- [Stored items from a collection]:
//! Classification evaluation
//!
//! A [`ConfusionMatrix`] accumulates (true, predicted) pairs. The label space
//! is the union of every true and predicted label seen, so a class that is
//! only ever predicted (or only ever present) still gets a row and a column.
//! Low accuracy is a result, never an error.

use crate::classifier::Model;
use crate::core::{FeatureVector, Label, Result};
use serde::{Deserialize, Serialize};
use std::collections::{BTreeMap, BTreeSet};
use std::fmt;

/// Counts of (true label, predicted label) pairs
#[derive(Debug, Clone, Default, PartialEq, Eq)]
pub struct ConfusionMatrix {
    labels: BTreeSet<Label>,
    counts: BTreeMap<(Label, Label), usize>,
    total: usize,
}

impl ConfusionMatrix {
    pub fn new() -> Self {
        Self::default()
    }

    /// Build from parallel slices of true and predicted labels
    pub fn from_pairs<'a, I>(pairs: I) -> Self
    where
        I: IntoIterator<Item = (&'a Label, &'a Label)>,
    {
        let mut matrix = Self::new();
        for (actual, predicted) in pairs {
            matrix.record(actual, predicted);
        }
        matrix
    }

    pub fn record(&mut self, actual: &Label, predicted: &Label) {
        self.labels.insert(actual.clone());
        self.labels.insert(predicted.clone());
        *self
            .counts
            .entry((actual.clone(), predicted.clone()))
            .or_insert(0) += 1;
        self.total += 1;
    }

    /// Sorted label space
    pub fn labels(&self) -> Vec<&Label> {
        self.labels.iter().collect()
    }

    pub fn count(&self, actual: &str, predicted: &str) -> usize {
        self.counts
            .iter()
            .find(|((a, p), _)| a == actual && p == predicted)
            .map_or(0, |(_, &c)| c)
    }

    /// Number of recorded pairs
    pub fn total(&self) -> usize {
        self.total
    }

    /// Sum of the diagonal
    pub fn correct(&self) -> usize {
        self.counts
            .iter()
            .filter(|((a, p), _)| a == p)
            .map(|(_, &c)| c)
            .sum()
    }

    /// Fraction of correct predictions; 0 for an empty matrix
    pub fn accuracy(&self) -> f64 {
        if self.total == 0 {
            0.0
        } else {
            self.correct() as f64 / self.total as f64
        }
    }

    /// Dense rows in label order: `rows[i][j]` counts true `i` predicted `j`
    pub fn rows(&self) -> Vec<Vec<usize>> {
        let index: BTreeMap<&Label, usize> =
            self.labels.iter().enumerate().map(|(i, l)| (l, i)).collect();
        let mut rows = vec![vec![0; self.labels.len()]; self.labels.len()];
        for ((a, p), &c) in &self.counts {
            rows[index[a]][index[p]] = c;
        }
        rows
    }

    /// Precision, recall and F1 per label
    pub fn class_metrics(&self) -> Vec<ClassMetrics> {
        self.labels
            .iter()
            .map(|label| {
                let mut tp = 0;
                let mut predicted = 0;
                let mut actual = 0;
                for ((a, p), &c) in &self.counts {
                    if p == label {
                        predicted += c;
                    }
                    if a == label {
                        actual += c;
                        if p == label {
                            tp += c;
                        }
                    }
                }
                ClassMetrics::from_counts(label.clone(), tp, predicted, actual)
            })
            .collect()
    }
}

/// Per-class precision, recall and F1
#[derive(Debug, Clone, PartialEq, Serialize, Deserialize)]
pub struct ClassMetrics {
    pub label: Label,
    pub true_positives: usize,
    /// Items predicted as this label
    pub predicted: usize,
    /// Items whose true label is this label
    pub support: usize,
    pub precision: f64,
    pub recall: f64,
    pub f1: f64,
}

impl ClassMetrics {
    fn from_counts(label: Label, true_positives: usize, predicted: usize, support: usize) -> Self {
        let ratio = |num: usize, den: usize| if den == 0 { 0.0 } else { num as f64 / den as f64 };
        let precision = ratio(true_positives, predicted);
        let recall = ratio(true_positives, support);
        let f1 = if precision + recall == 0.0 {
            0.0
        } else {
            2.0 * precision * recall / (precision + recall)
        };
        Self {
            label,
            true_positives,
            predicted,
            support,
            precision,
            recall,
            f1,
        }
    }
}

/// Summary of one evaluation pass
#[derive(Debug, Clone, PartialEq, Serialize, Deserialize)]
pub struct EvaluationReport {
    pub total: usize,
    pub correct: usize,
    pub accuracy: f64,
    pub error_rate: f64,
    pub classes: Vec<ClassMetrics>,
    /// Label order of `confusion`
    pub labels: Vec<Label>,
    pub confusion: Vec<Vec<usize>>,
}

impl EvaluationReport {
    pub fn from_matrix(matrix: &ConfusionMatrix) -> Self {
        let accuracy = matrix.accuracy();
        Self {
            total: matrix.total(),
            correct: matrix.correct(),
            accuracy,
            error_rate: if matrix.total() == 0 { 0.0 } else { 1.0 - accuracy },
            classes: matrix.class_metrics(),
            labels: matrix.labels().into_iter().cloned().collect(),
            confusion: matrix.rows(),
        }
    }

    /// Unweighted mean of per-class F1
    pub fn macro_f1(&self) -> f64 {
        if self.classes.is_empty() {
            0.0
        } else {
            self.classes.iter().map(|c| c.f1).sum::<f64>() / self.classes.len() as f64
        }
    }
}

impl fmt::Display for EvaluationReport {
    fn fmt(&self, f: &mut fmt::Formatter<'_>) -> fmt::Result {
        writeln!(f, "Evaluated items: {}", self.total)?;
        writeln!(f, "Correct:         {}", self.correct)?;
        writeln!(f, "Accuracy:        {:.3}", self.accuracy)?;
        writeln!(f, "Error rate:      {:.3}", self.error_rate)?;
        writeln!(f)?;

        let width = self.labels.iter().map(|l| l.len()).max().unwrap_or(0).max(5);
        writeln!(
            f,
            "{:<width$}  {:>9}  {:>9}  {:>9}  {:>7}",
            "Class", "Precision", "Recall", "F1", "Support"
        )?;
        for c in &self.classes {
            writeln!(
                f,
                "{:<width$}  {:>9.3}  {:>9.3}  {:>9.3}  {:>7}",
                c.label, c.precision, c.recall, c.f1, c.support
            )?;
        }
        writeln!(f)?;

        writeln!(f, "Confusion matrix (rows: actual, columns: predicted)")?;
        write!(f, "{:<width$}", "")?;
        for l in &self.labels {
            write!(f, "  {l:>width$}")?;
        }
        writeln!(f)?;
        for (label, row) in self.labels.iter().zip(&self.confusion) {
            write!(f, "{label:<width$}")?;
            for c in row {
                write!(f, "  {c:>width$}")?;
            }
            writeln!(f)?;
        }
        Ok(())
    }
}

/// Runs a model over labelled features and collects the confusion matrix
pub struct Evaluator<'a> {
    model: &'a Model,
}

impl<'a> Evaluator<'a> {
    pub fn new(model: &'a Model) -> Self {
        Self { model }
    }

    /// Predict every item and tabulate the results
    ///
    /// A dimensionality mismatch aborts the pass.
    pub fn evaluate<'b, I>(&self, items: I) -> Result<ConfusionMatrix>
    where
        I: IntoIterator<Item = (&'b Label, &'b FeatureVector)>,
    {
        let mut matrix = ConfusionMatrix::new();
        for (actual, feature) in items {
            let prediction = self.model.predict(feature)?;
            matrix.record(actual, &prediction.label);
        }
        Ok(matrix)
    }

    pub fn report<'b, I>(&self, items: I) -> Result<EvaluationReport>
    where
        I: IntoIterator<Item = (&'b Label, &'b FeatureVector)>,
    {
        Ok(EvaluationReport::from_matrix(&self.evaluate(items)?))
    }
}

#[cfg(test)]
mod tests {
    use super::*;
    use approx::assert_relative_eq;

    fn l(s: &str) -> Label {
        s.to_string()
    }

    fn sample() -> ConfusionMatrix {
        let actual = [l("a"), l("a"), l("a"), l("b"), l("b"), l("c")];
        let predicted = [l("a"), l("a"), l("b"), l("b"), l("a"), l("c")];
        ConfusionMatrix::from_pairs(actual.iter().zip(&predicted))
    }

    #[test]
    fn test_conservation_and_accuracy() {
        let m = sample();
        let sum: usize = m.rows().iter().flatten().sum();
        assert_eq!(sum, 6);
        assert_eq!(m.total(), 6);
        assert_eq!(m.correct(), 4);
        assert_relative_eq!(m.accuracy(), 4.0 / 6.0);
    }

    #[test]
    fn test_rows_layout() {
        let m = sample();
        assert_eq!(m.rows(), vec![vec![2, 1, 0], vec![1, 1, 0], vec![0, 0, 1]]);
        assert_eq!(m.count("a", "b"), 1);
        assert_eq!(m.count("c", "a"), 0);
    }

    #[test]
    fn test_class_metrics() {
        let metrics = sample().class_metrics();
        let a = &metrics[0];
        assert_eq!(a.label, "a");
        assert_relative_eq!(a.precision, 2.0 / 3.0);
        assert_relative_eq!(a.recall, 2.0 / 3.0);
        assert_relative_eq!(a.f1, 2.0 / 3.0);
        assert_eq!(a.support, 3);
    }

    #[test]
    fn test_predicted_only_label_has_zero_recall_and_precision() {
        let actual = [l("a"), l("a")];
        let predicted = [l("a"), l("ghost")];
        let m = ConfusionMatrix::from_pairs(actual.iter().zip(&predicted));

        assert_eq!(m.labels(), vec![&l("a"), &l("ghost")]);
        let ghost = &m.class_metrics()[1];
        assert_eq!(ghost.support, 0);
        assert_eq!(ghost.recall, 0.0);
        assert_eq!(ghost.precision, 0.0);
        assert_eq!(ghost.f1, 0.0);
    }

    #[test]
    fn test_empty_matrix() {
        let report = EvaluationReport::from_matrix(&ConfusionMatrix::new());
        assert_eq!(report.total, 0);
        assert_eq!(report.accuracy, 0.0);
        assert_eq!(report.error_rate, 0.0);
        assert_eq!(report.macro_f1(), 0.0);
    }

    #[test]
    fn test_report_display_lists_counts() {
        let report = EvaluationReport::from_matrix(&sample());
        let text = report.to_string();
        assert!(text.contains("Accuracy:        0.667"));
        assert!(text.contains("Confusion matrix"));
        assert_relative_eq!(report.error_rate, 2.0 / 6.0, epsilon = 1e-12);
    }

    #[test]
    fn test_report_serializes() {
        let report = EvaluationReport::from_matrix(&sample());
        let json = serde_json::to_string(&report).unwrap();
        let back: EvaluationReport = serde_json::from_str(&json).unwrap();
        assert_eq!(back.confusion, report.confusion);
        assert_eq!(back.labels, report.labels);
        assert_relative_eq!(back.accuracy, report.accuracy, epsilon = 1e-12);
    }

    #[test]
    fn test_evaluator_with_model() {
        let model = Model::from_parts(
            vec![l("neg"), l("pos")],
            vec![vec![-1.0], vec![1.0]],
            vec![0.0, 0.0],
        )
        .unwrap();
        let labels = vec![l("pos"), l("neg"), l("pos")];
        let features = vec![vec![2.0], vec![-1.0], vec![-0.5]];

        let report = Evaluator::new(&model)
            .report(labels.iter().zip(&features))
            .unwrap();
        assert_eq!(report.total, 3);
        assert_eq!(report.correct, 2);

        let bad = vec![vec![1.0, 2.0]];
        assert!(Evaluator::new(&model).evaluate(labels.iter().zip(&bad)).is_err());
    }
}
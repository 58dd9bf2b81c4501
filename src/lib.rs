//! Image classification with pyramid histograms of visual words (PHOW)
//!
//! Dense SIFT descriptors are quantized against a k-means vocabulary, pooled
//! over a spatial pyramid, lifted by a homogeneous kernel map and classified
//! by one-vs-rest linear SVMs. Feature vectors are cached under a
//! fingerprint of every parameter that produced them.

pub mod api;
pub mod cache;
pub mod classifier;
pub mod config;
pub mod core;
pub mod data;
pub mod descriptor;
pub mod evaluation;
pub mod kernel;
pub mod persistence;
pub mod pyramid;
pub mod solver;
pub mod vocabulary;

// Re-export main types for convenience
pub use crate::api::{Pipeline, PhowExtractor, RunOutcome, TrainedPipeline};
pub use crate::cache::{CacheStats, CachingFeatureStore, DiskBackend, MemoryBackend, StorageBackend};
pub use crate::classifier::{LinearClassifier, Model};
pub use crate::config::PipelineConfig;
pub use crate::core::error::*;
pub use crate::core::traits::*;
pub use crate::core::types::*;
pub use crate::data::{GroupedDataset, Record};
pub use crate::evaluation::{ConfusionMatrix, EvaluationReport, Evaluator};
pub use crate::kernel::{HomogeneousKernelMap, KernelMapConfig};
pub use crate::persistence::ModelFile;
pub use crate::vocabulary::Vocabulary;

// Version info
pub const VERSION: &str = env!("CARGO_PKG_VERSION");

- [Problem requirements]:
Copy out every line of the entries where the string "pass" shows up.

- [Task result]:
/// Summary of one evaluation pass
    /// A dimensionality mismatch aborts the pass.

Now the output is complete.